Ambalakkadavu is a village in Kalikavu. It is located in the north of Kerala state.

== Culture ==
Ambalakkadavu village is a predominantly Muslim populated area. Hindus exist in comparatively smaller numbers. So the culture of the locality is based upon Muslim traditions. Duffmuttu, kolkali and aravana muttu are common folk arts of this locality. There are many libraries attached to mosques giving a rich source of Islamic studies. Most of the books are written in Arabi-Malayalam which is a version of the Malayalam language written in Arabic script. People gather in mosques for the evening prayer and continue to sit there after the prayers discussing social and cultural issues. Business and family issues are also sorted out during these evening meetings. The Hindu minority of this area keeps their rich traditions by celebrating various festivals in their temples. Hindu rituals are done here with a regular devotion like other parts of Kerala.

== Transportation ==
Ambalakadavu village connects to other parts of India through Nilambur town. State Highway 39 (Nilambur–Perumbilavu Highway) passes through Kalikavu town is just 2 km away from Ambalakkadavu.
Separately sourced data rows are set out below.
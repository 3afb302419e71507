//! Configuration for Vouch

use crate::{DEFAULT_PASSWORD_ATTRIBUTE, USERNAME_PLACEHOLDER};
use serde::{Deserialize, Serialize};
use std::path::Path;

/// Password encoder names accepted in `authenticator.password_encoder`
pub const KNOWN_PASSWORD_ENCODERS: &[&str] = &["plaintext", "sha", "md5"];

#[derive(Debug, Clone, Default, Serialize, Deserialize)]
pub struct VouchConfig {
    #[serde(default)]
    pub directory: DirectoryConfig,

    #[serde(default)]
    pub authenticator: AuthenticatorConfig,

    #[serde(default)]
    pub logging: LoggingConfig,
}

impl VouchConfig {
    pub fn from_file(path: impl AsRef<Path>) -> crate::Result<Self> {
        let content = std::fs::read_to_string(path.as_ref())?;
        Self::from_toml(&content)
    }

    pub fn from_toml(content: &str) -> crate::Result<Self> {
        toml::from_str(content).map_err(|e| crate::Error::Parse(e.to_string()))
    }

    pub fn from_env() -> Self {
        let mut config = Self::default();
        config.apply_env();
        config
    }

    /// Overlay `VOUCH_*` environment variables on this configuration
    pub fn apply_env(&mut self) {
        self.apply_env_with(|key| std::env::var(key).ok());
    }

    pub fn apply_env_with<F>(&mut self, lookup: F)
    where
        F: Fn(&str) -> Option<String>,
    {
        if let Some(url) = lookup("VOUCH_LDAP_URL") {
            self.directory.url = url;
        }
        if let Some(base) = lookup("VOUCH_BASE_DN") {
            self.directory.base_dn = base;
        }
        if let Some(dn) = lookup("VOUCH_MANAGER_DN") {
            self.directory.manager_dn = Some(dn);
        }
        if let Some(password) = lookup("VOUCH_MANAGER_PASSWORD") {
            self.directory.manager_password = Some(password);
        }
        if let Some(patterns) = lookup("VOUCH_USER_DN_PATTERNS") {
            self.authenticator.user_dn_patterns = patterns
                .split(';')
                .map(str::trim)
                .filter(|p| !p.is_empty())
                .map(String::from)
                .collect();
        }
        if let Some(filter) = lookup("VOUCH_USER_SEARCH_FILTER") {
            self.authenticator
                .user_search
                .get_or_insert_with(UserSearchConfig::default)
                .filter = filter;
        }
        if let Some(base) = lookup("VOUCH_USER_SEARCH_BASE") {
            self.authenticator
                .user_search
                .get_or_insert_with(UserSearchConfig::default)
                .search_base = base;
        }
        if let Some(encoder) = lookup("VOUCH_PASSWORD_ENCODER") {
            self.authenticator.password_encoder = encoder;
        }
        if let Some(level) = lookup("VOUCH_LOG_LEVEL") {
            self.logging.level = level;
        }
    }

    pub fn validate(&self) -> crate::Result<()> {
        self.directory.validate()?;
        self.authenticator.validate()?;
        self.logging.validate()
    }
}

/// Directory connection settings
#[derive(Debug, Clone, Serialize, Deserialize)]
pub struct DirectoryConfig {
    /// LDAP server URL (ldap:// or ldaps://)
    #[serde(default = "default_ldap_url")]
    pub url: String,

    /// Root of every relative DN handed to the directory
    /// Example: "dc=example,dc=com"
    #[serde(default)]
    pub base_dn: String,

    /// DN used to bind before reads and compares; anonymous when absent
    #[serde(default)]
    pub manager_dn: Option<String>,

    #[serde(default)]
    pub manager_password: Option<String>,

    /// Use STARTTLS for connection upgrade
    #[serde(default)]
    pub start_tls: bool,

    /// Connect and per-operation timeout in seconds
    #[serde(default = "default_timeout")]
    pub timeout_seconds: u64,
}

fn default_ldap_url() -> String {
    "ldap://localhost:389".to_string()
}

fn default_timeout() -> u64 {
    10
}

impl Default for DirectoryConfig {
    fn default() -> Self {
        Self {
            url: default_ldap_url(),
            base_dn: String::new(),
            manager_dn: None,
            manager_password: None,
            start_tls: false,
            timeout_seconds: default_timeout(),
        }
    }
}

impl DirectoryConfig {
    pub fn validate(&self) -> crate::Result<()> {
        if self.url.is_empty() {
            return Err(crate::Error::InvalidConfig(
                "Directory URL is required".into(),
            ));
        }

        if !self.url.starts_with("ldap://") && !self.url.starts_with("ldaps://") {
            return Err(crate::Error::InvalidConfig(
                "Directory URL must start with ldap:// or ldaps://".into(),
            ));
        }

        if self.manager_dn.is_some() && self.manager_password.is_none() {
            return Err(crate::Error::InvalidConfig(
                "manager_dn is set but manager_password is missing".into(),
            ));
        }

        if self.timeout_seconds == 0 {
            return Err(crate::Error::InvalidConfig(
                "timeout_seconds must be greater than zero".into(),
            ));
        }

        Ok(())
    }
}

/// Filter-based user search settings
#[derive(Debug, Clone, Serialize, Deserialize)]
pub struct UserSearchConfig {
    /// Search base relative to the directory base DN (empty = the base itself)
    #[serde(default)]
    pub search_base: String,

    /// Search filter, `{0}` is replaced with the escaped username
    #[serde(default = "default_user_filter")]
    pub filter: String,

    /// Search the whole subtree instead of one level
    #[serde(default = "default_true")]
    pub search_subtree: bool,
}

fn default_user_filter() -> String {
    "(uid={0})".to_string()
}

fn default_true() -> bool {
    true
}

impl Default for UserSearchConfig {
    fn default() -> Self {
        Self {
            search_base: String::new(),
            filter: default_user_filter(),
            search_subtree: true,
        }
    }
}

/// Password comparison authenticator settings
#[derive(Debug, Clone, Serialize, Deserialize)]
pub struct AuthenticatorConfig {
    /// DN patterns relative to the base DN, tried in order
    /// Example: ["uid={0},ou=people"]
    #[serde(default)]
    pub user_dn_patterns: Vec<String>,

    #[serde(default)]
    pub user_search: Option<UserSearchConfig>,

    /// Attributes to read for the user; all user attributes when absent
    #[serde(default)]
    pub user_attributes: Option<Vec<String>>,

    #[serde(default = "default_password_attribute")]
    pub password_attribute: String,

    /// One of `plaintext`, `sha`, `md5`
    #[serde(default = "default_password_encoder")]
    pub password_encoder: String,

    /// Plaintext encoder only
    #[serde(default)]
    pub ignore_password_case: bool,

    /// Drop the stored credential from the identity after local comparison
    #[serde(default)]
    pub erase_credentials: bool,
}

fn default_password_attribute() -> String {
    DEFAULT_PASSWORD_ATTRIBUTE.to_string()
}

fn default_password_encoder() -> String {
    "sha".to_string()
}

impl Default for AuthenticatorConfig {
    fn default() -> Self {
        Self {
            user_dn_patterns: Vec::new(),
            user_search: None,
            user_attributes: None,
            password_attribute: default_password_attribute(),
            password_encoder: default_password_encoder(),
            ignore_password_case: false,
            erase_credentials: false,
        }
    }
}

impl AuthenticatorConfig {
    pub fn validate(&self) -> crate::Result<()> {
        if self.user_dn_patterns.is_empty() && self.user_search.is_none() {
            return Err(crate::Error::InvalidConfig(
                "Either user_dn_patterns or user_search must be configured".into(),
            ));
        }

        for pattern in &self.user_dn_patterns {
            if !pattern.contains(USERNAME_PLACEHOLDER) {
                return Err(crate::Error::InvalidConfig(format!(
                    "DN pattern '{}' must contain the {} placeholder",
                    pattern, USERNAME_PLACEHOLDER
                )));
            }
        }

        if let Some(search) = &self.user_search {
            if !search.filter.contains(USERNAME_PLACEHOLDER) {
                return Err(crate::Error::InvalidConfig(format!(
                    "User search filter must contain the {} placeholder",
                    USERNAME_PLACEHOLDER
                )));
            }
        }

        if self.password_attribute.is_empty() {
            return Err(crate::Error::InvalidConfig(
                "password_attribute must not be empty".into(),
            ));
        }

        let encoder = self.password_encoder.to_ascii_lowercase();
        if !KNOWN_PASSWORD_ENCODERS.contains(&encoder.as_str()) {
            return Err(crate::Error::InvalidConfig(format!(
                "Unknown password encoder '{}'",
                self.password_encoder
            )));
        }

        Ok(())
    }
}

#[derive(Debug, Clone, Serialize, Deserialize)]
#[serde(default)]
pub struct LoggingConfig {
    pub level: String,
    /// `pretty` or `json`
    pub format: String,
}

impl Default for LoggingConfig {
    fn default() -> Self {
        Self {
            level: "info".to_string(),
            format: "pretty".to_string(),
        }
    }
}

impl LoggingConfig {
    pub fn validate(&self) -> crate::Result<()> {
        match self.format.as_str() {
            "pretty" | "json" => Ok(()),
            other => Err(crate::Error::InvalidConfig(format!(
                "Unknown log format '{}'",
                other
            ))),
        }
    }
}
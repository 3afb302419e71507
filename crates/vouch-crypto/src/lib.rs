//! Cryptography utilities for Vouch

pub mod encoding;
pub mod hash;

pub use encoding::*;
pub use hash::*;
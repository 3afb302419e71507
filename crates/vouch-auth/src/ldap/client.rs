//! LDAP client implementation
//!
//! Opens one connection per context, optionally binding as the manager
//! account. Supports LDAP, LDAPS (SSL) and STARTTLS connections.

use crate::ldap::directory::{ContextSource, DirectoryContext};
use crate::ldap::error::*;
use crate::ldap::types::*;
use async_trait::async_trait;
use ldap3::result::CompareResult;
use ldap3::{Ldap, LdapConnAsync, LdapConnSettings, Scope, SearchEntry, SearchResult};
use std::time::Duration;
use tracing::{debug, info};
use vouch_core::config::DirectoryConfig;

/// Filter matching any entry, used for base-scope reads
const ANY_OBJECT_FILTER: &str = "(objectClass=*)";

/// Attribute selector for "no attributes" (RFC 4511, 4.5.1.8)
const NO_ATTRIBUTES: &str = "1.1";

/// Context source backed by a real LDAP server
pub struct LdapContextSource {
    config: DirectoryConfig,
}

impl LdapContextSource {
    pub fn new(config: DirectoryConfig) -> DirectoryResult<Self> {
        config
            .validate()
            .map_err(|e| DirectoryError::Connection(e.to_string()))?;

        info!(
            "Using LDAP directory {} with base DN '{}'",
            config.url, config.base_dn
        );
        Ok(Self { config })
    }

    fn timeout(&self) -> Duration {
        Duration::from_secs(self.config.timeout_seconds)
    }

    /// Create LDAP connection with proper TLS settings
    async fn create_connection(&self) -> DirectoryResult<Ldap> {
        let settings = LdapConnSettings::new()
            .set_conn_timeout(self.timeout())
            .set_starttls(self.config.start_tls);

        debug!("Connecting to LDAP server: {}", self.config.url);

        let (conn, mut ldap) = LdapConnAsync::with_settings(settings, &self.config.url)
            .await
            .map_err(|e| DirectoryError::Connection(e.to_string()))?;

        ldap3::drive!(conn);

        if let Some(manager_dn) = &self.config.manager_dn {
            let password = self.config.manager_password.as_deref().unwrap_or_default();
            let result = ldap
                .with_timeout(self.timeout())
                .simple_bind(manager_dn, password)
                .await?;

            if result.rc != 0 {
                return Err(DirectoryError::Bind {
                    rc: result.rc,
                    message: result.text,
                });
            }
        }

        Ok(ldap)
    }
}

#[async_trait]
impl ContextSource for LdapContextSource {
    type Context = LdapContext;

    fn base_dn(&self) -> &str {
        &self.config.base_dn
    }

    async fn context(&self) -> DirectoryResult<LdapContext> {
        let ldap = self.create_connection().await?;
        Ok(LdapContext {
            ldap,
            base_dn: self.config.base_dn.clone(),
            timeout: self.timeout(),
        })
    }
}

/// Bound LDAP connection. Dropping the context closes the connection.
pub struct LdapContext {
    ldap: Ldap,
    base_dn: String,
    timeout: Duration,
}

impl LdapContext {
    fn attribute_selector(attributes: Option<&[String]>) -> Vec<&str> {
        match attributes {
            None => vec!["*"],
            Some([]) => vec![NO_ATTRIBUTES],
            Some(list) => list.iter().map(String::as_str).collect(),
        }
    }

    /// Outcome of a compare result code; `None` is a fault.
    ///
    /// A missing attribute cannot hold the value, so it is a mismatch.
    fn compare_outcome(rc: u32) -> Option<bool> {
        match rc {
            RC_COMPARE_TRUE => Some(true),
            RC_COMPARE_FALSE | RC_NO_SUCH_ATTRIBUTE => Some(false),
            _ => None,
        }
    }
}

#[async_trait]
impl DirectoryContext for LdapContext {
    async fn read_attributes(
        &mut self,
        location: &DirectoryLocation,
        attributes: Option<&[String]>,
    ) -> DirectoryResult<Option<AttributeSet>> {
        let dn = location.qualify(&self.base_dn);
        let attrs = Self::attribute_selector(attributes);

        let SearchResult(entries, result) = self
            .ldap
            .with_timeout(self.timeout)
            .search(&dn, Scope::Base, ANY_OBJECT_FILTER, attrs)
            .await?;

        if result.rc == RC_NO_SUCH_OBJECT {
            debug!("No entry at {}", dn);
            return Ok(None);
        }
        if result.rc != 0 {
            return Err(DirectoryError::from_ldap_result(result));
        }

        Ok(entries
            .into_iter()
            .next()
            .map(|entry| AttributeSet::from(SearchEntry::construct(entry).attrs)))
    }

    async fn compare(
        &mut self,
        location: &DirectoryLocation,
        attribute: &str,
        value: &[u8],
    ) -> DirectoryResult<bool> {
        let dn = location.qualify(&self.base_dn);

        let CompareResult(result) = self
            .ldap
            .with_timeout(self.timeout)
            .compare(&dn, attribute, value)
            .await?;

        match Self::compare_outcome(result.rc) {
            Some(equal) => Ok(equal),
            None => Err(DirectoryError::from_ldap_result(result)),
        }
    }

    async fn search(
        &mut self,
        base: &str,
        filter: &str,
        scope: SearchScope,
        attributes: Option<&[String]>,
    ) -> DirectoryResult<Vec<DirectoryEntry>> {
        let base = DirectoryLocation::new(base).qualify(&self.base_dn);
        let scope = match scope {
            SearchScope::Base => Scope::Base,
            SearchScope::OneLevel => Scope::OneLevel,
            SearchScope::Subtree => Scope::Subtree,
        };

        debug!("Searching {} with filter: {}", base, filter);

        let SearchResult(entries, result) = self
            .ldap
            .with_timeout(self.timeout)
            .search(&base, scope, filter, Self::attribute_selector(attributes))
            .await?;

        if result.rc != 0 {
            return Err(DirectoryError::from_ldap_result(result));
        }

        Ok(entries
            .into_iter()
            .map(|entry| {
                let entry = SearchEntry::construct(entry);
                DirectoryEntry::new(entry.dn, AttributeSet::from(entry.attrs))
            })
            .collect())
    }
}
State Highway 28 starts from Nilambur and connects to Ooty, Mysore and Bangalore through Highways 12, 29 and 181. National Highway 66 (NH 66) passes through Ramanattukara and the northern stretch connects to Goa and Mumbai. The southern stretch connects to Cochin and Trivandrum. State. The nearest airport is at Kozhikode. The nearest railway station is Vaniyambalam and major railway station is Shoranur Junction.